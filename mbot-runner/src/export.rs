//! Export: JSON and CSV artifacts for runs and sweeps.
//!
//! - **JSON**: full round-trip of a [`RunRecord`] or sweep report, schema-versioned
//! - **CSV**: trade ledger (re-importable) and forecast bands
//!
//! Unknown schema versions are rejected on load.

use std::path::{Path, PathBuf};

use anyhow::{bail, Context, Result};
use serde::{Deserialize, Serialize};

use mbot_core::domain::{CandleSeries, TradeRecord};
use mbot_core::fingerprint::DatasetHash;
use mbot_core::forecast::{LOWER_FORECAST, MID_FORECAST, UPPER_FORECAST};

use crate::fitness::{FitnessMetric, SearchConstraints};
use crate::leaderboard::Leaderboard;
use crate::report::generate_report;
use crate::runner::{RunRecord, SCHEMA_VERSION};

// ─── JSON export ────────────────────────────────────────────────────

pub fn export_json(record: &RunRecord) -> Result<String> {
    serde_json::to_string_pretty(record).context("failed to serialize RunRecord to JSON")
}

pub fn import_json(json: &str) -> Result<RunRecord> {
    let record: RunRecord =
        serde_json::from_str(json).context("failed to deserialize RunRecord from JSON")?;
    check_schema(record.schema_version)?;
    Ok(record)
}

fn check_schema(version: u32) -> Result<()> {
    if version > SCHEMA_VERSION {
        bail!(
            "unsupported schema version {} (max supported: {})",
            version,
            SCHEMA_VERSION
        );
    }
    Ok(())
}

/// Persisted outcome of a parameter search.
#[derive(Debug, Clone, PartialEq, Serialize, Deserialize)]
pub struct SweepReport {
    pub schema_version: u32,
    pub dataset_hash: DatasetHash,
    pub metric: FitnessMetric,
    pub constraints: SearchConstraints,
    pub candidates: usize,
    pub feasible: usize,
    pub leaderboard: Leaderboard,
}

pub fn export_sweep_json(report: &SweepReport) -> Result<String> {
    serde_json::to_string_pretty(report).context("failed to serialize SweepReport to JSON")
}

pub fn import_sweep_json(json: &str) -> Result<SweepReport> {
    let report: SweepReport =
        serde_json::from_str(json).context("failed to deserialize SweepReport from JSON")?;
    check_schema(report.schema_version)?;
    Ok(report)
}

// ─── CSV export ─────────────────────────────────────────────────────

/// Trade ledger, one row per closed trade, lossless for re-import.
///
/// Columns: timestamp, entry_time, side, entry_price, exit_price, size, fee,
/// pnl, capital, reason, leverage
pub fn export_trades_csv(trades: &[TradeRecord]) -> Result<String> {
    let mut wtr = csv::Writer::from_writer(vec![]);
    for trade in trades {
        wtr.serialize(trade)?;
    }
    let data = wtr.into_inner().context("failed to flush CSV writer")?;
    String::from_utf8(data).context("CSV output is not valid UTF-8")
}

pub fn import_trades_csv(content: &str) -> Result<Vec<TradeRecord>> {
    let mut rdr = csv::Reader::from_reader(content.as_bytes());
    rdr.deserialize::<TradeRecord>()
        .enumerate()
        .map(|(row, rec)| rec.with_context(|| format!("bad trade row {row}")))
        .collect()
}

/// Forecast bands next to the close. Undefined bands are empty cells.
///
/// Expects a series returned by `attach_forecast`.
pub fn export_forecast_csv(series: &CandleSeries) -> Result<String> {
    let mut wtr = csv::Writer::from_writer(vec![]);
    wtr.write_record(["timestamp", "close", UPPER_FORECAST, MID_FORECAST, LOWER_FORECAST])?;
    let cell = |v: Option<f64>| v.map(|x| x.to_string()).unwrap_or_default();
    for bar in series.bars() {
        wtr.write_record([
            bar.timestamp.to_rfc3339(),
            bar.close.to_string(),
            cell(bar.indicator(UPPER_FORECAST)),
            cell(bar.indicator(MID_FORECAST)),
            cell(bar.indicator(LOWER_FORECAST)),
        ])?;
    }
    let data = wtr.into_inner().context("failed to flush CSV writer")?;
    String::from_utf8(data).context("CSV output is not valid UTF-8")
}

// ─── Artifact bundle ────────────────────────────────────────────────

/// Save the artifact set for a single run under `output_dir/run_<id>/`:
/// - `manifest.json`: the full `RunRecord`
/// - `trades.csv`: trade ledger
/// - `report.md`: human-readable summary
///
/// Returns the path to the created directory.
pub fn save_artifacts(record: &RunRecord, output_dir: &Path) -> Result<PathBuf> {
    let run_dir = output_dir.join(format!("run_{}", record.run_id.short()));
    std::fs::create_dir_all(&run_dir)
        .with_context(|| format!("failed to create artifact dir: {}", run_dir.display()))?;

    write_artifact(&run_dir.join("manifest.json"), &export_json(record)?)?;
    write_artifact(
        &run_dir.join("trades.csv"),
        &export_trades_csv(&record.result.trade_log)?,
    )?;
    write_artifact(&run_dir.join("report.md"), &generate_report(record))?;

    tracing::info!(dir = %run_dir.display(), "artifacts saved");
    Ok(run_dir)
}

fn write_artifact(path: &Path, content: &str) -> Result<()> {
    std::fs::write(path, content).with_context(|| format!("failed to write {}", path.display()))
}

pub fn load_artifacts(dir: &Path) -> Result<RunRecord> {
    let manifest_path = dir.join("manifest.json");
    let json = std::fs::read_to_string(&manifest_path)
        .with_context(|| format!("failed to read {}", manifest_path.display()))?;
    import_json(&json)
}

------------------------------------------------------------

● WORK TO BE COMPLETED:
Extract from the listing above the lines between the line containing "are empty cells." and the line containing "pub fn save_artifacts(record: &RunRecord, output_dir: &Path)", keeping both of those lines. Output nothing else.

● COMPLETED TASK:
/// Forecast bands next to the close. Undefined bands are empty cells.
///
/// Expects a series returned by `attach_forecast`.
pub fn export_forecast_csv(series: &CandleSeries) -> Result<String> {
    let mut wtr = csv::Writer::from_writer(vec![]);
    wtr.write_record(["timestamp", "close", UPPER_FORECAST, MID_FORECAST, LOWER_FORECAST])?;
    let cell = |v: Option<f64>| v.map(|x| x.to_string()).unwrap_or_default();
    for bar in series.bars() {
        wtr.write_record([
            bar.timestamp.to_rfc3339(),
            bar.close.to_string(),
            cell(bar.indicator(UPPER_FORECAST)),
            cell(bar.indicator(MID_FORECAST)),
            cell(bar.indicator(LOWER_FORECAST)),
        ])?;
    }
    let data = wtr.into_inner().context("failed to flush CSV writer")?;
    String::from_utf8(data).context("CSV output is not valid UTF-8")
}

// ─── Artifact bundle ────────────────────────────────────────────────

/// Save the artifact set for a single run under `output_dir/run_<id>/`:
/// - `manifest.json`: the full `RunRecord`
/// - `trades.csv`: trade ledger
/// - `report.md`: human-readable summary
///
/// Returns the path to the created directory.
pub fn save_artifacts(record: &RunRecord, output_dir: &Path) -> Result<PathBuf> {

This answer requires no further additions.